(Entries taken from a collection)
- Opening Delimiter -

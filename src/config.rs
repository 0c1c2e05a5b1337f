//! Installation configuration.
//!
//! [`InstallConfig`] is built once at startup and passed by reference to
//! every component. Pinned versions and download locations live here as
//! defaults; the CLI may override a handful of them before the run starts.

use serde::{Deserialize, Serialize};
use std::path::{Path, PathBuf};
use std::time::Duration;

/// Distribution id accepted by the environment probe.
pub const SUPPORTED_DISTRIBUTION: &str = "ubuntu";

/// Distribution versions accepted without prompting.
pub const SUPPORTED_VERSIONS: &[&str] = &["20.04", "22.04"];

const KMD_VERSION: &str = "1.29";
const FIRMWARE_VERSION: &str = "80.12.0.0";
const SYSTEM_TOOLS_VERSION: &str = "1.1-5";
const METALIUM_TAG: &str = "v0.53.0";
const BUDA_TAG: &str = "v0.19.3";
const FORGE_TAG: &str = "v0.1.0";

/// Accelerator architecture selector exported to SDK builds as `ARCH_NAME`.
#[derive(
    Debug,
    Clone,
    Copy,
    PartialEq,
    Eq,
    Default,
    Serialize,
    Deserialize,
    strum::EnumString,
    strum::Display,
)]
#[strum(serialize_all = "snake_case")]
#[serde(rename_all = "snake_case")]
pub enum ArchName {
    Grayskull,
    #[default]
    WormholeB0,
    Blackhole,
}

/// Immutable settings for one installation run.
///
/// # Example
///
/// ```rust
/// use tt_installer::InstallConfig;
///
/// let config = InstallConfig::new("/home/dev").with_skip_buda(true);
/// assert_eq!(config.install_root.to_str(), Some("/home/dev/tenstorrent"));
/// assert!(config.skip_buda);
/// ```
#[derive(Debug, Clone, Serialize, Deserialize)]
pub struct InstallConfig {
    /// Directory the SDK repositories are cloned into.
    pub install_root: PathBuf,

    /// Kernel driver version; the git tag is `ttkmd-<version>`.
    pub kmd_version: String,

    /// Firmware bundle version.
    pub firmware_version: String,

    /// Version of the system-tools Debian package (HugePages units).
    pub system_tools_version: String,

    /// Git tag of TT-Metalium to build.
    pub metalium_tag: String,

    /// Git tag of TT-Buda to build.
    pub buda_tag: String,

    /// Git tag of the TT-Forge front end to build.
    pub forge_tag: String,

    /// Architecture exported to SDK builds.
    pub arch: ArchName,

    /// Location of the dependency-bootstrap script.
    pub deps_script_url: String,

    pub kmd_repo: String,
    pub metalium_repo: String,
    pub buda_repo: String,
    pub forge_repo: String,
    pub flash_source: String,
    pub smi_source: String,
    pub topology_source: String,

    /// Leave the TT-Buda phase out of the run.
    pub skip_buda: bool,

    /// Leave the TT-Forge phase out of the run.
    pub skip_forge: bool,

    /// Answer confirmation prompts affirmatively. Reboot checkpoints still block.
    pub assume_yes: bool,

    /// Upper bound for any single external command. `None` waits forever.
    pub command_timeout: Option<Duration>,
}

impl InstallConfig {
    /// Defaults rooted at the given home directory.
    pub fn new(home: impl AsRef<Path>) -> Self {
        Self {
            install_root: home.as_ref().join("tenstorrent"),
            kmd_version: KMD_VERSION.to_string(),
            firmware_version: FIRMWARE_VERSION.to_string(),
            system_tools_version: SYSTEM_TOOLS_VERSION.to_string(),
            metalium_tag: METALIUM_TAG.to_string(),
            buda_tag: BUDA_TAG.to_string(),
            forge_tag: FORGE_TAG.to_string(),
            arch: ArchName::default(),
            deps_script_url: format!(
                "https://raw.githubusercontent.com/tenstorrent/tt-metal/{}/install_dependencies.sh",
                METALIUM_TAG
            ),
            kmd_repo: "https://github.com/tenstorrent/tt-kmd.git".to_string(),
            metalium_repo: "https://github.com/tenstorrent/tt-metal.git".to_string(),
            buda_repo: "https://github.com/tenstorrent/tt-buda.git".to_string(),
            forge_repo: "https://github.com/tenstorrent/tt-forge-fe.git".to_string(),
            flash_source: "git+https://github.com/tenstorrent/tt-flash.git".to_string(),
            smi_source: "git+https://github.com/tenstorrent/tt-smi".to_string(),
            topology_source: "git+https://github.com/tenstorrent/tt-topology".to_string(),
            skip_buda: false,
            skip_forge: false,
            assume_yes: false,
            command_timeout: None,
        }
    }

    pub fn with_install_root(mut self, root: impl Into<PathBuf>) -> Self {
        self.install_root = root.into();
        self
    }

    pub fn with_arch(mut self, arch: ArchName) -> Self {
        self.arch = arch;
        self
    }

    pub fn with_deps_script_url(mut self, url: impl Into<String>) -> Self {
        self.deps_script_url = url.into();
        self
    }

    pub fn with_skip_buda(mut self, skip: bool) -> Self {
        self.skip_buda = skip;
        self
    }

    pub fn with_skip_forge(mut self, skip: bool) -> Self {
        self.skip_forge = skip;
        self
    }

    pub fn with_assume_yes(mut self, yes: bool) -> Self {
        self.assume_yes = yes;
        self
    }

    pub fn with_command_timeout(mut self, timeout: Option<Duration>) -> Self {
        self.command_timeout = timeout;
        self
    }

    /// Git tag of the kernel driver.
    pub fn kmd_tag(&self) -> String {
        format!("ttkmd-{}", self.kmd_version)
    }

    /// DKMS module identifier (`name/version`).
    pub fn dkms_module(&self) -> String {
        format!("tenstorrent/{}", self.kmd_version)
    }

    pub fn firmware_file(&self) -> String {
        format!("fw_pack-{}.fwbundle", self.firmware_version)
    }

    pub fn firmware_url(&self) -> String {
        format!(
            "https://github.com/tenstorrent/tt-firmware/raw/main/{}",
            self.firmware_file()
        )
    }

    pub fn system_tools_file(&self) -> String {
        format!("tenstorrent-tools_{}_all.deb", self.system_tools_version)
    }

    pub fn system_tools_url(&self) -> String {
        let upstream = self
            .system_tools_version
            .split('-')
            .next()
            .unwrap_or(&self.system_tools_version);
        format!(
            "https://github.com/tenstorrent/tt-system-tools/releases/download/upstream%2F{}/{}",
            upstream,
            self.system_tools_file()
        )
    }

    pub fn metalium_dir(&self) -> PathBuf {
        self.install_root.join("tt-metal")
    }

    pub fn buda_dir(&self) -> PathBuf {
        self.install_root.join("tt-buda")
    }

    pub fn forge_dir(&self) -> PathBuf {
        self.install_root.join("tt-forge-fe")
    }

    /// Environment the SDKs expect after installation.
    ///
    /// Passed to the SDK build scripts and printed in the final summary so
    /// the operator can add it to their shell profile.
    pub fn sdk_environment(&self) -> Vec<(String, String)> {
        let home = self.metalium_dir().display().to_string();
        vec![
            ("TT_METAL_HOME".to_string(), home.clone()),
            ("ARCH_NAME".to_string(), self.arch.to_string()),
            ("PYTHONPATH".to_string(), home),
        ]
    }
}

- Closing Delimiter -

TASK → Your answer should be one number, the count of lines above that hold "https".

SOLUTION TO THIS TASK → 10